What needs to be done.
Your task is to give the entries back exactly, leaving nothing out.

Source records START

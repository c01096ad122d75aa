//! Gemini embedding provider calling the Generative Language REST API.
//!
//! This module is only available when the `gemini` feature is enabled.

use async_trait::async_trait;
use serde::de::DeserializeOwned;
use serde::{Deserialize, Serialize};
use tracing::{debug, error};

use crate::embedding::EmbeddingProvider;
use crate::error::{RagError, Result};

const GEMINI_BASE_URL: &str = "https://generativelanguage.googleapis.com/v1beta";

/// The default embedding model.
const DEFAULT_MODEL: &str = "embedding-001";

/// Dimensionality of `embedding-001`.
const DEFAULT_DIMENSIONS: usize = 768;

const PROVIDER: &str = "Gemini";

/// Most requests `batchEmbedContents` accepts in one call.
const MAX_BATCH_SIZE: usize = 100;

fn provider_error(message: impl Into<String>) -> RagError {
    RagError::EmbeddingError { provider: PROVIDER.into(), message: message.into() }
}

/// An [`EmbeddingProvider`] backed by the Gemini embedding API.
///
/// Batches (document chunks) are embedded with task type
/// `RETRIEVAL_DOCUMENT`; single texts (queries) with `RETRIEVAL_QUERY`.
///
/// # Example
///
/// ```rust,ignore
/// use knowbase_rag::gemini::GeminiEmbeddingProvider;
///
/// let provider = GeminiEmbeddingProvider::from_env()?;
/// let embedding = provider.embed("hello world").await?;
/// ```
pub struct GeminiEmbeddingProvider {
    client: reqwest::Client,
    api_key: String,
    base_url: String,
    model: String,
    dimensions: usize,
    output_dimensionality: Option<usize>,
}

impl GeminiEmbeddingProvider {
    /// Create a new provider using the given API key and `embedding-001`.
    pub fn new(api_key: impl Into<String>) -> Result<Self> {
        let api_key = api_key.into();
        if api_key.is_empty() {
            return Err(provider_error("API key must not be empty"));
        }
        Ok(Self {
            client: reqwest::Client::new(),
            api_key,
            base_url: GEMINI_BASE_URL.into(),
            model: DEFAULT_MODEL.into(),
            dimensions: DEFAULT_DIMENSIONS,
            output_dimensionality: None,
        })
    }

    /// Create a new provider using the `GEMINI_API_KEY` environment variable.
    pub fn from_env() -> Result<Self> {
        let api_key = std::env::var("GEMINI_API_KEY")
            .map_err(|_| provider_error("GEMINI_API_KEY environment variable not set"))?;
        Self::new(api_key)
    }

    /// Set the model name, without the `models/` prefix.
    ///
    /// Also set [`with_output_dimensionality`](Self::with_output_dimensionality)
    /// if the model's native size differs from 768.
    pub fn with_model(mut self, model: impl Into<String>) -> Self {
        self.model = model.into();
        self
    }

    /// Truncate output vectors to `dims` values.
    pub fn with_output_dimensionality(mut self, dims: usize) -> Self {
        self.output_dimensionality = Some(dims);
        self.dimensions = dims;
        self
    }

    fn model_path(&self) -> String {
        format!("models/{}", self.model)
    }

    fn request<'a>(&self, model: &'a str, text: &'a str, task_type: &'static str) -> EmbedContentRequest<'a> {
        EmbedContentRequest {
            model,
            content: Content { parts: vec![Part { text }] },
            task_type,
            output_dimensionality: self.output_dimensionality,
        }
    }

    /// One `batchEmbedContents` body per run of at most [`MAX_BATCH_SIZE`]
    /// texts, in input order.
    fn batch_requests<'a>(&self, model: &'a str, texts: &[&'a str]) -> Vec<BatchEmbedRequest<'a>> {
        texts
            .chunks(MAX_BATCH_SIZE)
            .map(|batch| BatchEmbedRequest {
                requests: batch.iter().map(|&text| self.request(model, text, "RETRIEVAL_DOCUMENT")).collect(),
            })
            .collect()
    }

    async fn post<B: Serialize + Sync, R: DeserializeOwned + Send>(&self, method: &str, body: &B) -> Result<R> {
        let url = format!("{}/{}:{method}", self.base_url, self.model_path());
        let response = self
            .client
            .post(url)
            .header("x-goog-api-key", &self.api_key)
            .json(body)
            .send()
            .await
            .map_err(|e| {
                error!(provider = PROVIDER, error = %e, "request failed");
                provider_error(format!("request failed: {e}"))
            })?;

        if !response.status().is_success() {
            let status = response.status();
            let body = response.text().await.unwrap_or_default();
            let detail = serde_json::from_str::<ErrorResponse>(&body).map(|e| e.error.message).unwrap_or(body);
            error!(provider = PROVIDER, %status, "API error");
            return Err(provider_error(format!("API returned {status}: {detail}")));
        }

        response.json().await.map_err(|e| {
            error!(provider = PROVIDER, error = %e, "failed to parse response");
            provider_error(format!("failed to parse response: {e}"))
        })
    }
}

#[derive(Serialize)]
#[serde(rename_all = "camelCase")]
struct EmbedContentRequest<'a> {
    model: &'a str,
    content: Content<'a>,
    task_type: &'static str,
    #[serde(skip_serializing_if = "Option::is_none")]
    output_dimensionality: Option<usize>,
}

#[derive(Serialize)]
struct Content<'a> {
    parts: Vec<Part<'a>>,
}

#[derive(Serialize)]
struct Part<'a> {
    text: &'a str,
}

#[derive(Serialize)]
struct BatchEmbedRequest<'a> {
    requests: Vec<EmbedContentRequest<'a>>,
}

#[derive(Deserialize)]
struct ContentEmbedding {
    values: Vec<f32>,
}

#[derive(Deserialize)]
struct EmbedContentResponse {
    embedding: ContentEmbedding,
}

#[derive(Deserialize)]
struct BatchEmbedResponse {
    #[serde(default)]
    embeddings: Vec<ContentEmbedding>,
}

#[derive(Deserialize)]
struct ErrorResponse {
    error: ErrorDetail,
}

#[derive(Deserialize)]
struct ErrorDetail {
    message: String,
}

#[async_trait]
impl EmbeddingProvider for GeminiEmbeddingProvider {
    async fn embed(&self, text: &str) -> Result<Vec<f32>> {
        debug!(provider = PROVIDER, text_len = text.len(), "embedding single text");

        let model = self.model_path();
        let body = self.request(&model, text, "RETRIEVAL_QUERY");
        let response: EmbedContentResponse = self.post("embedContent", &body).await?;
        Ok(response.embedding.values)
    }

    async fn embed_batch(&self, texts: &[&str]) -> Result<Vec<Vec<f32>>> {
        if texts.is_empty() {
            return Ok(Vec::new());
        }

        debug!(provider = PROVIDER, batch_size = texts.len(), model = %self.model, "embedding batch");

        let model = self.model_path();
        let mut embeddings = Vec::with_capacity(texts.len());
        for body in self.batch_requests(&model, texts) {
            let expected = body.requests.len();
            let response: BatchEmbedResponse = self.post("batchEmbedContents", &body).await?;
            if response.embeddings.len() != expected {
                return Err(provider_error(format!(
                    "expected {expected} embeddings, got {}",
                    response.embeddings.len()
                )));
            }
            embeddings.extend(response.embeddings.into_iter().map(|e| e.values));
        }
        Ok(embeddings)
    }

    fn dimensions(&self) -> usize {
        self.dimensions
    }

    fn name(&self) -> &str {
        PROVIDER
    }
}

Source records END

Written solution.
repository c01096ad122d75aa
//! Gemini embedding provider calling the Generative Language REST API.
//!
//! This module is only available when the `gemini` feature is enabled.

use async_trait::async_trait;
use serde::de::DeserializeOwned;
use serde::{Deserialize, Serialize};
use tracing::{debug, error};

use crate::embedding::EmbeddingProvider;
use crate::error::{RagError, Result};

const GEMINI_BASE_URL: &str = "https://generativelanguage.googleapis.com/v1beta";

/// The default embedding model.
const DEFAULT_MODEL: &str = "embedding-001";

/// Dimensionality of `embedding-001`.
const DEFAULT_DIMENSIONS: usize = 768;

const PROVIDER: &str = "Gemini";

/// Most requests `batchEmbedContents` accepts in one call.
const MAX_BATCH_SIZE: usize = 100;

fn provider_error(message: impl Into<String>) -> RagError {
    RagError::EmbeddingError { provider: PROVIDER.into(), message: message.into() }
}

/// An [`EmbeddingProvider`] backed by the Gemini embedding API.
///
/// Batches (document chunks) are embedded with task type
/// `RETRIEVAL_DOCUMENT`; single texts (queries) with `RETRIEVAL_QUERY`.
///
/// # Example
///
/// ```rust,ignore
/// use knowbase_rag::gemini::GeminiEmbeddingProvider;
///
/// let provider = GeminiEmbeddingProvider::from_env()?;
/// let embedding = provider.embed("hello world").await?;
/// ```
pub struct GeminiEmbeddingProvider {
    client: reqwest::Client,
    api_key: String,
    base_url: String,
    model: String,
    dimensions: usize,
    output_dimensionality: Option<usize>,
}

impl GeminiEmbeddingProvider {
    /// Create a new provider using the given API key and `embedding-001`.
    pub fn new(api_key: impl Into<String>) -> Result<Self> {
        let api_key = api_key.into();
        if api_key.is_empty() {
            return Err(provider_error("API key must not be empty"));
        }
        Ok(Self {
            client: reqwest::Client::new(),
            api_key,
            base_url: GEMINI_BASE_URL.into(),
            model: DEFAULT_MODEL.into(),
            dimensions: DEFAULT_DIMENSIONS,
            output_dimensionality: None,
        })
    }

    /// Create a new provider using the `GEMINI_API_KEY` environment variable.
    pub fn from_env() -> Result<Self> {
        let api_key = std::env::var("GEMINI_API_KEY")
            .map_err(|_| provider_error("GEMINI_API_KEY environment variable not set"))?;
        Self::new(api_key)
    }

    /// Set the model name, without the `models/` prefix.
    ///
    /// Also set [`with_output_dimensionality`](Self::with_output_dimensionality)
    /// if the model's native size differs from 768.
    pub fn with_model(mut self, model: impl Into<String>) -> Self {
        self.model = model.into();
        self
    }

    /// Truncate output vectors to `dims` values.
    pub fn with_output_dimensionality(mut self, dims: usize) -> Self {
        self.output_dimensionality = Some(dims);
        self.dimensions = dims;
        self
    }

    fn model_path(&self) -> String {
        format!("models/{}", self.model)
    }

    fn request<'a>(&self, model: &'a str, text: &'a str, task_type: &'static str) -> EmbedContentRequest<'a> {
        EmbedContentRequest {
            model,
            content: Content { parts: vec![Part { text }] },
            task_type,
            output_dimensionality: self.output_dimensionality,
        }
    }

    /// One `batchEmbedContents` body per run of at most [`MAX_BATCH_SIZE`]
    /// texts, in input order.
    fn batch_requests<'a>(&self, model: &'a str, texts: &[&'a str]) -> Vec<BatchEmbedRequest<'a>> {
        texts
            .chunks(MAX_BATCH_SIZE)
            .map(|batch| BatchEmbedRequest {
                requests: batch.iter().map(|&text| self.request(model, text, "RETRIEVAL_DOCUMENT")).collect(),
            })
            .collect()
    }

    async fn post<B: Serialize + Sync, R: DeserializeOwned + Send>(&self, method: &str, body: &B) -> Result<R> {
        let url = format!("{}/{}:{method}", self.base_url, self.model_path());
        let response = self
            .client
            .post(url)
            .header("x-goog-api-key", &self.api_key)
            .json(body)
            .send()
            .await
            .map_err(|e| {
                error!(provider = PROVIDER, error = %e, "request failed");
                provider_error(format!("request failed: {e}"))
            })?;

        if !response.status().is_success() {
            let status = response.status();
            let body = response.text().await.unwrap_or_default();
            let detail = serde_json::from_str::<ErrorResponse>(&body).map(|e| e.error.message).unwrap_or(body);
            error!(provider = PROVIDER, %status, "API error");
            return Err(provider_error(format!("API returned {status}: {detail}")));
        }

        response.json().await.map_err(|e| {
            error!(provider = PROVIDER, error = %e, "failed to parse response");
            provider_error(format!("failed to parse response: {e}"))
        })
    }
}

#[derive(Serialize)]
#[serde(rename_all = "camelCase")]
struct EmbedContentRequest<'a> {
    model: &'a str,
    content: Content<'a>,
    task_type: &'static str,
    #[serde(skip_serializing_if = "Option::is_none")]
    output_dimensionality: Option<usize>,
}

#[derive(Serialize)]
struct Content<'a> {
    parts: Vec<Part<'a>>,
}

#[derive(Serialize)]
struct Part<'a> {
    text: &'a str,
}

#[derive(Serialize)]
struct BatchEmbedRequest<'a> {
    requests: Vec<EmbedContentRequest<'a>>,
}

#[derive(Deserialize)]
struct ContentEmbedding {
    values: Vec<f32>,
}

#[derive(Deserialize)]
struct EmbedContentResponse {
    embedding: ContentEmbedding,
}

#[derive(Deserialize)]
struct BatchEmbedResponse {
    #[serde(default)]
    embeddings: Vec<ContentEmbedding>,
}

#[derive(Deserialize)]
struct ErrorResponse {
    error: ErrorDetail,
}

#[derive(Deserialize)]
struct ErrorDetail {
    message: String,
}

#[async_trait]
impl EmbeddingProvider for GeminiEmbeddingProvider {
    async fn embed(&self, text: &str) -> Result<Vec<f32>> {
        debug!(provider = PROVIDER, text_len = text.len(), "embedding single text");

        let model = self.model_path();
        let body = self.request(&model, text, "RETRIEVAL_QUERY");
        let response: EmbedContentResponse = self.post("embedContent", &body).await?;
        Ok(response.embedding.values)
    }

    async fn embed_batch(&self, texts: &[&str]) -> Result<Vec<Vec<f32>>> {
        if texts.is_empty() {
            return Ok(Vec::new());
        }

        debug!(provider = PROVIDER, batch_size = texts.len(), model = %self.model, "embedding batch");

        let model = self.model_path();
        let mut embeddings = Vec::with_capacity(texts.len());
        for body in self.batch_requests(&model, texts) {
            let expected = body.requests.len();
            let response: BatchEmbedResponse = self.post("batchEmbedContents", &body).await?;
            if response.embeddings.len() != expected {
                return Err(provider_error(format!(
                    "expected {expected} embeddings, got {}",
                    response.embeddings.len()
                )));
            }
            embeddings.extend(response.embeddings.into_iter().map(|e| e.values));
        }
        Ok(embeddings)
    }

    fn dimensions(&self) -> usize {
        self.dimensions
    }

    fn name(&self) -> &str {
        PROVIDER
    }
}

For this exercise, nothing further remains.